Piano discret, accords de guitare, batterie légère...voilà sur quoi débute sur le long (8 minutes) titre éponyme, pièce maîtresse de l’album et magnifique démonstration du génie steelydanien. Construit tout en crescendo, "Aja" prend le temps de déployer toute la richesse de son contenu et de créer une ambiance, du moins une atmosphère aux résonances orientales (la pochette, tout en sobriété, immortalise le modèle japonais Sayoko Yamaguchi). Les deux intenses partitions solistes de saxophone et de batterie constituent l’acmé, l’apothéose du morceau…un véritable voyage, un moment de grâce toujours brillamment chanté par Donald Fagen.
L’histoire narrée dans le morceau suivant est déjà en elle même une formidable entrée en matière. Un homme se rêve en saxophoniste mais tout cela est « le rêve brisé d’un homme brisé à la vie brisée » selon les dires de Walter Becker. La musique quant à elle est toujours aussi sublime…choeurs féminins aériens, solo de saxophone divinement joué par le non moins divin Wayne Shorter, batterie funky...que dire de plus ? "Deacon Blues" est un bijou, un perle rare, un imposant (7 minutes) morceau de bravoure et surtout de plaisir.
Le voilà le « tube » de l’album. "Peg" est un pur morceau de funk, au rythme chaloupé, entouré de cuivres chauds et de voix masculines très soulful. Cette quatrième piste est peut-être la moins percutante de l’ensemble malgré un solo de guitare des plus honorables. Le niveau atteint par les morceaux précédents étaient tels que l’étonnement se fait moindre sur cette chanson...mais rien de grave, car "Peg" demeure un petit morceau jazz-pop agréable et toujours parfaitement effectué, notamment la batterie qui ici fait des merveilles.

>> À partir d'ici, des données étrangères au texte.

use std::sync::Arc;

use qdrant_client::Qdrant;
use qdrant_client::qdrant::{
    CreateCollectionBuilder, Distance, GetPointsBuilder, PointStruct, ScrollPointsBuilder,
    SearchPointsBuilder, UpsertPointsBuilder, VectorParamsBuilder,
};

use super::error::VectorDbError;
use super::filter::PayloadFilter;
use super::model::{DocumentPayload, DocumentPoint, ScoredDocument, parse_point_id, point_id_to_string};
use crate::vectordb::WriteConsistency;

#[derive(Clone)]
/// Direct Qdrant client wrapper.
pub struct QdrantClient {
    client: Qdrant,
    url: String,
}

impl std::fmt::Debug for QdrantClient {
    fn fmt(&self, f: &mut std::fmt::Formatter<'_>) -> std::fmt::Result {
        f.debug_struct("QdrantClient")
            .field("url", &self.url)
            .finish_non_exhaustive()
    }
}

impl QdrantClient {
    /// Creates a client for `url`.
    pub fn new(url: &str) -> Result<Self, VectorDbError> {
        let client =
            Qdrant::from_url(url)
                .build()
                .map_err(|e| VectorDbError::ConnectionFailed {
                    url: url.to_string(),
                    message: e.to_string(),
                })?;

        Ok(Self {
            client,
            url: url.to_string(),
        })
    }

    /// Returns the underlying Qdrant client.
    pub fn client(&self) -> &Qdrant {
        &self.client
    }

    /// Returns the configured URL.
    pub fn url(&self) -> &str {
        &self.url
    }

    async fn health_check_inner(&self) -> Result<(), VectorDbError> {
        self.client
            .health_check()
            .await
            .map_err(|e| VectorDbError::ConnectionFailed {
                url: self.url.clone(),
                message: e.to_string(),
            })?;
        Ok(())
    }

    async fn ensure_collection_inner(
        &self,
        name: &str,
        vector_size: u64,
    ) -> Result<(), VectorDbError> {
        let exists = self.client.collection_exists(name).await.map_err(|e| {
            VectorDbError::CreateCollectionFailed {
                collection: name.to_string(),
                message: e.to_string(),
            }
        })?;

        if exists {
            return Ok(());
        }

        let vectors_config = VectorParamsBuilder::new(vector_size, Distance::Cosine).on_disk(true);
        self.client
            .create_collection(
                CreateCollectionBuilder::new(name)
                    .vectors_config(vectors_config)
                    .on_disk_payload(true),
            )
            .await
            .map_err(|e| VectorDbError::CreateCollectionFailed {
                collection: name.to_string(),
                message: e.to_string(),
            })?;

        Ok(())
    }

    async fn upsert_inner(
        &self,
        collection: &str,
        points: Vec<DocumentPoint>,
        consistency: WriteConsistency,
    ) -> Result<(), VectorDbError> {
        if points.is_empty() {
            return Ok(());
        }

        let qdrant_points = points
            .into_iter()
            .map(|p| {
                let id = parse_point_id(&p.id)
                    .ok_or_else(|| VectorDbError::InvalidPointId { id: p.id.clone() })?;
                Ok(PointStruct::new(id, p.vector, p.payload.into_qdrant()))
            })
            .collect::<Result<Vec<_>, VectorDbError>>()?;

        self.client
            .upsert_points(
                UpsertPointsBuilder::new(collection, qdrant_points).wait(consistency.into()),
            )
            .await
            .map_err(|e| VectorDbError::UpsertFailed {
                collection: collection.to_string(),
                message: e.to_string(),
            })?;

        Ok(())
    }

    async fn search_inner(
        &self,
        collection: &str,
        query: Vec<f32>,
        limit: u64,
        filter: Option<&PayloadFilter>,
    ) -> Result<Vec<ScoredDocument>, VectorDbError> {
        let mut search_builder =
            SearchPointsBuilder::new(collection, query, limit).with_payload(true);

        if let Some(filter) = filter.and_then(PayloadFilter::to_qdrant) {
            search_builder = search_builder.filter(filter);
        }

        let response = self
            .client
            .search_points(search_builder)
            .await
            .map_err(|e| VectorDbError::SearchFailed {
                collection: collection.to_string(),
                message: e.to_string(),
            })?;

        Ok(response
            .result
            .into_iter()
            .map(|point| ScoredDocument {
                id: point_id_to_string(point.id),
                score: point.score,
                payload: DocumentPayload::from_qdrant(point.payload),
            })
            .collect())
    }

    async fn retrieve_by_id_inner(
        &self,
        collection: &str,
        id: &str,
    ) -> Result<Option<ScoredDocument>, VectorDbError> {
        let Some(point_id) = parse_point_id(id) else {
            return Ok(None);
        };

        let response = self
            .client
            .get_points(GetPointsBuilder::new(collection, vec![point_id]).with_payload(true))
            .await
            .map_err(|e| VectorDbError::RetrieveFailed {
                collection: collection.to_string(),
                message: e.to_string(),
            })?;

        Ok(response.result.into_iter().next().map(|point| ScoredDocument {
            id: point_id_to_string(point.id),
            score: 0.0,
            payload: DocumentPayload::from_qdrant(point.payload),
        }))
    }

    async fn scroll_inner(
        &self,
        collection: &str,
        filter: &PayloadFilter,
        limit: u32,
    ) -> Result<Vec<ScoredDocument>, VectorDbError> {
        let mut builder = ScrollPointsBuilder::new(collection)
            .limit(limit)
            .with_payload(true)
            .with_vectors(false);

        if let Some(filter) = filter.to_qdrant() {
            builder = builder.filter(filter);
        }

        let response =
            self.client
                .scroll(builder)
                .await
                .map_err(|e| VectorDbError::ScrollFailed {
                    collection: collection.to_string(),
                    message: e.to_string(),
                })?;

        Ok(response
            .result
            .into_iter()
            .map(|point| ScoredDocument {
                id: point_id_to_string(point.id),
                score: 0.0,
                payload: DocumentPayload::from_qdrant(point.payload),
            })
            .collect())
    }
}

/// Vector index operations used by retrieval.
pub trait DocumentIndex: Send + Sync {
    /// Checks that the index is reachable.
    fn health_check(&self) -> impl std::future::Future<Output = Result<(), VectorDbError>> + Send;

    /// Ensures a cosine-distance collection exists.
    fn ensure_collection(
        &self,
        name: &str,
        vector_size: u64,
    ) -> impl std::future::Future<Output = Result<(), VectorDbError>> + Send;

    /// Upserts documents.
    fn upsert_documents(
        &self,
        collection: &str,
        points: Vec<DocumentPoint>,
        consistency: WriteConsistency,
    ) -> impl std::future::Future<Output = Result<(), VectorDbError>> + Send;

    /// Nearest-neighbour search restricted by `filter`, ordered by descending similarity.
    fn search(
        &self,
        collection: &str,
        query: Vec<f32>,
        limit: u64,
        filter: Option<&PayloadFilter>,
    ) -> impl std::future::Future<Output = Result<Vec<ScoredDocument>, VectorDbError>> + Send;

    /// Looks a document up by point id. Non-addressable keys resolve to `None`.
    fn retrieve_by_id(
        &self,
        collection: &str,
        id: &str,
    ) -> impl std::future::Future<Output = Result<Option<ScoredDocument>, VectorDbError>> + Send;

    /// Returns up to `limit` documents matching `filter`.
    fn scroll_by_filter(
        &self,
        collection: &str,
        filter: &PayloadFilter,
        limit: u32,
    ) -> impl std::future::Future<Output = Result<Vec<ScoredDocument>, VectorDbError>> + Send;
}

impl DocumentIndex for QdrantClient {
    async fn health_check(&self) -> Result<(), VectorDbError> {
        self.health_check_inner().await
    }

    async fn ensure_collection(&self, name: &str, vector_size: u64) -> Result<(), VectorDbError> {
        self.ensure_collection_inner(name, vector_size).await
    }

    async fn upsert_documents(
        &self,
        collection: &str,
        points: Vec<DocumentPoint>,
        consistency: WriteConsistency,
    ) -> Result<(), VectorDbError> {
        self.upsert_inner(collection, points, consistency).await
    }

    async fn search(
        &self,
        collection: &str,
        query: Vec<f32>,
        limit: u64,
        filter: Option<&PayloadFilter>,
    ) -> Result<Vec<ScoredDocument>, VectorDbError> {
        self.search_inner(collection, query, limit, filter).await
    }

    async fn retrieve_by_id(
        &self,
        collection: &str,
        id: &str,
    ) -> Result<Option<ScoredDocument>, VectorDbError> {
        self.retrieve_by_id_inner(collection, id).await
    }

    async fn scroll_by_filter(
        &self,
        collection: &str,
        filter: &PayloadFilter,
        limit: u32,
    ) -> Result<Vec<ScoredDocument>, VectorDbError> {
        self.scroll_inner(collection, filter, limit).await
    }
}

impl<T: DocumentIndex> DocumentIndex for Arc<T> {
    async fn health_check(&self) -> Result<(), VectorDbError> {
        (**self).health_check().await
    }

    async fn ensure_collection(&self, name: &str, vector_size: u64) -> Result<(), VectorDbError> {
        (**self).ensure_collection(name, vector_size).await
    }

    async fn upsert_documents(
        &self,
        collection: &str,
        points: Vec<DocumentPoint>,
        consistency: WriteConsistency,
    ) -> Result<(), VectorDbError> {
        (**self)
            .upsert_documents(collection, points, consistency)
            .await
    }

    async fn search(
        &self,
        collection: &str,
        query: Vec<f32>,
        limit: u64,
        filter: Option<&PayloadFilter>,
    ) -> Result<Vec<ScoredDocument>, VectorDbError> {
        (**self).search(collection, query, limit, filter).await
    }

    async fn retrieve_by_id(
        &self,
        collection: &str,
        id: &str,
    ) -> Result<Option<ScoredDocument>, VectorDbError> {
        (**self).retrieve_by_id(collection, id).await
    }

    async fn scroll_by_filter(
        &self,
        collection: &str,
        filter: &PayloadFilter,
        limit: u32,
    ) -> Result<Vec<ScoredDocument>, VectorDbError> {
        (**self).scroll_by_filter(collection, filter, limit).await
    }
}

L’introduction est immense : cuivres en puissance et rythme Purdie Shuffle (rythmique inventée par le génial Bernard Purdie et joué par le batteur himself) se succèdent à une ligne de piano saccadée...magistral ! L’ouverture de "Home at Last" est certes monumentale, mais la suite est du même acabit. La puissance évocatrice du morceau et la précision millimétrée (disons le à la limite de l’entendement) des musiciens offrent un spectacle auditif coloré, intelligent et toujours jouissif. En effet, Fagen et Becker sont de grands compositeurs méconnus et cette variation musicale sur le thème de l’Odyssée se démarque par la force et la pertinence de ses sonorités. Comme à l’accoutumée, l’ambiance jazzy du morceau est assumée et le génie des musiciens fait des étincelles…
Profusion de notes dispersées au piano, batterie et basse rugissantes, cuivres discrets..."I Got the News" est un morceau répétitif et rapide, les instruments se répondent, communiquent entre eux pour former un ensemble jazz atypique, en mouvement perpétuel. Pourtant, la chanson, tout bien considéré, est peut-être la moins intéressante de toutes, même si un excellent solo de guitare surgit au milieu, une partition de Becker toute en finesse qui rend justice à son immense talent.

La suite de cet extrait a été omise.